The Company's risk analysis as of September 30, 2025 determined an ACLL of $10,579, or 1.04% of loans net of deferred fees and costs. This compares with an allowance of $10,262 as of December 31, 2024, or 1.04% of loans. To determine the appropriate level of the ACLL, the Company considers credit risk for individually evaluated loans and for groups of loans evaluated collectively.

Individually Evaluated Loans

As of September 30, 2025, individually evaluated loans were $10,699. Three individually evaluated loans were collateral dependent but were adequately collateralized and did not result in an individual allocation. The remaining individually evaluated loans were measured using the discounted cash flow method, resulting in an allocation of $90.

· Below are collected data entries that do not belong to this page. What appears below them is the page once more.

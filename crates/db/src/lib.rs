//! Database gateway for the Biztime service.
//!
//! Owns the PostgreSQL pool, the row models and request DTOs, and the
//! repositories that issue parameterized SQL against `companies` and
//! `invoices`.

use sqlx::postgres::PgPoolOptions;

pub mod models;
pub mod repositories;

pub type DbPool = sqlx::PgPool;

/// Fixed pool size; the service does not expose pool tuning.
const MAX_CONNECTIONS: u32 = 20;

/// SQLSTATE for `unique_violation`.
const UNIQUE_VIOLATION: &str = "23505";

/// SQLSTATE for `foreign_key_violation`.
const FOREIGN_KEY_VIOLATION: &str = "23503";

/// Create a connection pool from a database URL.
pub async fn create_pool(database_url: &str) -> Result<DbPool, sqlx::Error> {
    tracing::debug!(max_connections = MAX_CONNECTIONS, "Connecting to database");
    PgPoolOptions::new()
        .max_connections(MAX_CONNECTIONS)
        .connect(database_url)
        .await
}

/// Round-trip a trivial query to confirm the database is reachable.
pub async fn health_check(pool: &DbPool) -> Result<(), sqlx::Error> {
    sqlx::query("SELECT 1").execute(pool).await?;
    Ok(())
}

/// Name of the constraint behind a unique violation, if `err` is one.
///
/// Returns `Some("")` when the driver did not report a constraint name.
pub fn unique_violation_constraint(err: &sqlx::Error) -> Option<&str> {
    match err {
        sqlx::Error::Database(db_err) if db_err.code().as_deref() == Some(UNIQUE_VIOLATION) => {
            Some(db_err.constraint().unwrap_or(""))
        }
        _ => None,
    }
}

/// Whether `err` is a PostgreSQL unique constraint violation.
pub fn is_unique_violation(err: &sqlx::Error) -> bool {
    unique_violation_constraint(err).is_some()
}

/// Whether `err` is a PostgreSQL foreign key violation.
pub fn is_foreign_key_violation(err: &sqlx::Error) -> bool {
    matches!(
        err,
        sqlx::Error::Database(db_err) if db_err.code().as_deref() == Some(FOREIGN_KEY_VIOLATION)
    )
}
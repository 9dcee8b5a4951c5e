use std::net::SocketAddr;

use tracing_subscriber::{layer::SubscriberExt, util::SubscriberInitExt};

use biztime_api::config::{LogFormat, ServerConfig};
use biztime_api::router::build_app_router;
use biztime_api::state::AppState;

#[tokio::main]
async fn main() {
    dotenvy::dotenv().ok();

    // --- Configuration ---
    let config = ServerConfig::from_env().expect("Invalid server configuration");

    // --- Tracing ---
    let filter = tracing_subscriber::EnvFilter::try_from_default_env()
        .unwrap_or_else(|_| "biztime_api=debug,tower_http=debug".into());
    let registry = tracing_subscriber::registry().with(filter);
    match config.log_format {
        LogFormat::Text => registry.with(tracing_subscriber::fmt::layer()).init(),
        LogFormat::Json => registry
            .with(tracing_subscriber::fmt::layer().json())
            .init(),
    }

    tracing::info!(host = %config.host, port = %config.port, "Loaded server configuration");

    // --- Database ---
    let pool = biztime_db::create_pool(&config.database_url)
        .await
        .expect("Failed to connect to database");
    tracing::info!("Database connection pool created");

    biztime_db::health_check(&pool)
        .await
        .expect("Database health check failed");
    tracing::info!("Database health check passed");

    // --- Router ---
    let app = build_app_router(AppState { pool: pool.clone() }, &config);

    // --- Start server ---
    let addr = SocketAddr::new(
        config.host.parse().expect("Invalid HOST address"),
        config.port,
    );
    tracing::info!(%addr, "Starting server");

    let listener = tokio::net::TcpListener::bind(addr)
        .await
        .expect("Failed to bind to address");

    axum::serve(listener, app)
        .with_graceful_shutdown(shutdown_signal())
        .await
        .expect("Server error");

    tracing::info!("Server stopped accepting connections, closing database pool");
    pool.close().await;
    tracing::info!("Graceful shutdown complete");
}

/// Wait for SIGINT (Ctrl-C) or, on Unix, SIGTERM.
async fn shutdown_signal() {
    let ctrl_c = async {
        tokio::signal::ctrl_c()
            .await
            .expect("Failed to install Ctrl-C handler");
    };

    #[cfg(unix)]
    let terminate = async {
        tokio::signal::unix::signal(tokio::signal::unix::SignalKind::terminate())
            .expect("Failed to install SIGTERM handler")
            .recv()
            .await;
    };

    #[cfg(not(unix))]
    let terminate = std::future::pending::<()>();

    tokio::select! {
        () = ctrl_c => {
            tracing::info!("Received SIGINT (Ctrl-C), starting graceful shutdown");
        }
        () = terminate => {
            tracing::info!("Received SIGTERM, starting graceful shutdown");
        }
    }
}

As of December 31, 2024, individually evaluated loans were $10,521. Three individually evaluated loans were collateral dependent but were adequately collateralized and did not result in an individual allocation. The remaining individually evaluated loans were measured using the discounted cash flow method, resulting in an allocation of $80.

Collectively Evaluated Loans

Collectively evaluated loans totaled $1,006,246, with an ACLL of $10,489 as of September 30, 2025. As of December 31, 2024, collectively evaluated loans totaled $978,092, with an allowance of $10,182.

Collectively evaluated loans are divided into classes based upon risk characteristics. Utilizing historical loss information and peer data, the Company calculates probability of default ("PD") and loss given default ("LGD") for each class, which is adjusted for a reasonable and supportable forecast. Cash flow projections based on each loan's contractual terms are modified by the adjusted PD and LGD for its class. Loan classes are allocated additional loss estimates based upon the Company's analysis of qualitative factors including economic measures, asset quality indicators, loan characteristics, and changes to internal Company policies and management.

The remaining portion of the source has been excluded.